Let me try to attack a pretty substantial subject head on for you.
I'm sure you have read in the industry press in the past year or more
that Air Force Materiel Command has been grappling with some pretty
touchy issues: downsizing, acquisition reform, depot privatization and
lean logistics, just to name a few. This morning I want to share with
you how we are tackling those challenges, and hopefully, in a way that
will help us review our policies, procedures and processes to provide
agile and flexible support and effective logistics support to the Air
Force in the 21st Century.
We've come a long way, since the dawn of this decade just a few years
ago. Today, our Air Force people around the world are working harder
than ever before to meet the challenges of this very different time.
Most Americans don't realize this, but since the U.S. victory in the
Gulf War, our U.S. Armed Forces have successfully engaged in over 40
different contingency operations around the world. In the last 10 years,
we've brought home about two-thirds of our Air Force troops who were
stationed overseas, replacing them when required with TDY troops. Today,
we deploy about four times the number of people that we had deployed in
1989 to meet commitments. In fact, while we are here at this conference,
there are about 50,000 U.S. service members deployed throughout the
world, 14,000 of those are Air Force and about 600 of those are from Air
Force Materiel Command.
In a recent speech, our Chairman, General Shalikashvili, discussed
our Armed Forces deployment recently to Liberia, a perfect example of
the kinds of missions our folks are engaged in today. Last April, our
Armed Forces were called to evacuate American citizens living in Liberia
with almost no notice. Within just a few hours, we had a joint task
force formed and on the way, made up of soldiers, sailors, airmen and
Marines. They evacuated nearly 2,400 American citizens from the war-torn
country and returned all 2,400 to safety. The Liberian operation was
certainly a far cry from the type of thing I spent most of my years in
uniform preparing to fight, but it was typical of what is going on
around the world today.
Like many of you during your days on active duty, I have been trained
to be a Cold Warrior. In some ways, things were simpler during Cold War
years. We knew a great deal about our enemy. We knew his order of
battle, weapons, skills and tactics, and even his logistics structure.
Then, on November 9, 1989, the Berlin Wall fell and the world watched in
awe -- including me -- as a million people filled the streets and within
a week tore down that wall without a loss of life. A year later, on this
very day, January 31, 1989, McDonalds opened its first restaurant in
downtown Moscow, foreshadowing the next year's events. In August of
1991, the Union that we had once referred to as the Evil Empire,
imploded, giving both democracy and capitalism a chance to take hold.

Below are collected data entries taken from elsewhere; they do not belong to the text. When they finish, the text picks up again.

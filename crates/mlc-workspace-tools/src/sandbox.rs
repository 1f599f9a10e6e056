//! Path containment for the agent workspace.
//!
//! The root is canonicalized once at startup and is the only
//! process-wide shared state; after that every access goes through
//! `resolve`, which defeats `../` traversal, absolute paths, and
//! symlink escapes.

use std::path::{Component, Path, PathBuf};

use path_clean::PathClean;

use crate::error::{WorkspaceError, WorkspaceResult};

/// A restricted directory tree the agent may read and write.
#[derive(Debug, Clone)]
pub struct Sandbox {
    root: PathBuf,
}

impl Sandbox {
    /// Create the sandbox, creating and canonicalizing the root.
    pub fn new(root: impl Into<PathBuf>) -> WorkspaceResult<Self> {
        let root = root.into();
        std::fs::create_dir_all(&root).map_err(|e| WorkspaceError::Io {
            message: format!("{}: {e}", root.display()),
        })?;
        let root = root.canonicalize().map_err(|e| WorkspaceError::Io {
            message: format!("{}: {e}", root.display()),
        })?;
        Ok(Self { root })
    }

    pub fn root(&self) -> &Path {
        &self.root
    }

    /// Resolve a workspace-relative path to an absolute path inside the
    /// root, or fail with `SandboxViolation`.
    pub fn resolve(&self, rel: &str) -> WorkspaceResult<PathBuf> {
        if rel.is_empty() {
            return Err(WorkspaceError::invalid("path must not be empty"));
        }
        let requested = Path::new(rel);
        if requested.is_absolute() {
            return Err(self.violation(rel));
        }

        // Lexical normalization first: `a/../../b` cleans to `../b`.
        let cleaned = requested.clean();
        if cleaned
            .components()
            .any(|c| matches!(c, Component::ParentDir))
        {
            return Err(self.violation(rel));
        }

        let joined = self.root.join(cleaned);

        // Symlink defense: the deepest existing ancestor must still
        // canonicalize to somewhere under the root.
        for ancestor in joined.ancestors() {
            if ancestor.exists() {
                let canonical = ancestor.canonicalize().map_err(|e| WorkspaceError::Io {
                    message: format!("{}: {e}", ancestor.display()),
                })?;
                if !canonical.starts_with(&self.root) {
                    return Err(self.violation(rel));
                }
                break;
            }
        }

        Ok(joined)
    }

    /// Display a resolved path relative to the root, with `/` separators.
    pub fn relative_display(&self, path: &Path) -> String {
        path.strip_prefix(&self.root)
            .unwrap_or(path)
            .components()
            .map(|c| c.as_os_str().to_string_lossy())
            .collect::<Vec<_>>()
            .join("/")
    }

    fn violation(&self, rel: &str) -> WorkspaceError {
        WorkspaceError::SandboxViolation {
            path: rel.to_string(),
        }
    }
}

And the world order that we had known for decades changed virtually
overnight.
In this post Cold War world, as it is often called, we find ourselves
in a geopolitical -- not to mention fiscal -- environment of
unprecedented uncertainty. The CEO of General Electric, Jack Welch, said
a few years ago that pace of change in the 1990s would make the 1980s
look like a picnic, a walk in the park. The bar of excellence in
everything we do will be raised. That statement has been proven
absolutely true. It is true in your professions as I am sure you've
heard here from a variety of speakers in the last day and a half. It is
certainly true for your Air Force. All of us are having to do better
with less, whether our goal is to compete in the global market place or
to provide focused logistics to a global battle space.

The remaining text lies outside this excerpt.